Let’s look at a hospital campus. The buildings most likely would be connected with singlemode fiber for the reasons mentioned above. They need an infrastructure that can easily support speeds of 50 Gbps, 100 Gbps, and beyond. But not everything that needs to be networked in a campus needs state-of-the-art networking speeds.
The hospital campus will be covered by outdoor Wi-Fi access points (WAPs) to provide seamless internet access for the medical staff and visitors. Wi-Fi 6 WAPs, today’s state-of-the-art, require 2.5 Gbps. Multimode fiber running at 10 Gbps can reach out to 400m. Even at 25 Gbps, or 10X the speed required by today’s WAPs, one can still reach out to 100m with multimode fiber. Another campus application where the bandwidth needs are static are outdoor cameras. Not only could these applications be supported with multimode fiber, they could also take advantage of hybrid powered fiber cable. Hybrid powered fiber cables provide the networking path via fiber cable and copper conductors to supply power to energize the end device.

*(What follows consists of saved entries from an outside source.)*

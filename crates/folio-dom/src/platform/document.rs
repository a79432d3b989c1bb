use wasm_bindgen::JsCast;
use web_sys::{Document, Element, HtmlElement, NodeList, Window};

use crate::{DomError, DomResult};

/// Handle to the window and document the page scripts run against.
#[derive(Debug, Clone)]
pub struct Page {
    window: Window,
    document: Document,
}

impl Page {
    pub fn current() -> DomResult<Self> {
        let window = web_sys::window().ok_or(DomError::MissingWindow)?;
        let document = window.document().ok_or(DomError::MissingDocument)?;
        Ok(Self { window, document })
    }

    pub fn window(&self) -> &Window {
        &self.window
    }

    pub fn document(&self) -> &Document {
        &self.document
    }

    pub fn is_loading(&self) -> bool {
        self.document.ready_state() == "loading"
    }

    pub fn query(&self, selector: &str) -> DomResult<Option<Element>> {
        Ok(self.document.query_selector(selector)?)
    }

    pub fn query_all(&self, selector: &str) -> DomResult<Vec<Element>> {
        Ok(elements(self.document.query_selector_all(selector)?))
    }

    pub fn scroll_y(&self) -> DomResult<f32> {
        Ok(self.window.scroll_y()? as f32)
    }

    pub fn viewport_height(&self) -> DomResult<f32> {
        let height = self.window.inner_height()?;
        Ok(height.as_f64().unwrap_or(0.0) as f32)
    }

    pub fn alert(&self, message: &str) -> DomResult<()> {
        Ok(self.window.alert_with_message(message)?)
    }
}

pub fn query_within(root: &Element, selector: &str) -> DomResult<Option<Element>> {
    Ok(root.query_selector(selector)?)
}

pub fn query_all_within(root: &Element, selector: &str) -> DomResult<Vec<Element>> {
    Ok(elements(root.query_selector_all(selector)?))
}

pub fn html_element(element: Element) -> Option<HtmlElement> {
    element.dyn_into::<HtmlElement>().ok()
}

/// Document-relative top of `element`, as laid out right now.
pub fn offset_top(element: &Element) -> f32 {
    match element.dyn_ref::<HtmlElement>() {
        Some(html) => html.offset_top() as f32,
        None => 0.0,
    }
}

fn elements(list: NodeList) -> Vec<Element> {
    (0..list.length())
        .filter_map(|index| list.item(index))
        .filter_map(|node| node.dyn_into::<Element>().ok())
        .collect()
}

Although you might be tempted to make a sweeping statement that singlemode fiber should be the only consideration when architecting a campus network, there are opportunities to reduce the cost involved by identifying those applications, or network links, that can be supported by a less expensive multimode deployment.
Whether you choose singlemode or multimode fiber, Panduit can help you connect your campus with our new campus networks solution. Fiber cabling and connectors and a new powered fiber cabling offering pair with a variety of closures to connect your campus. Contact your local sales rep today to learn more about this new solution.
For more information on Panduit’s new powered fiber cable option, or any of our bulk fiber cable, please reach out to Rhonda Johnson, product manager, at [email protected]m.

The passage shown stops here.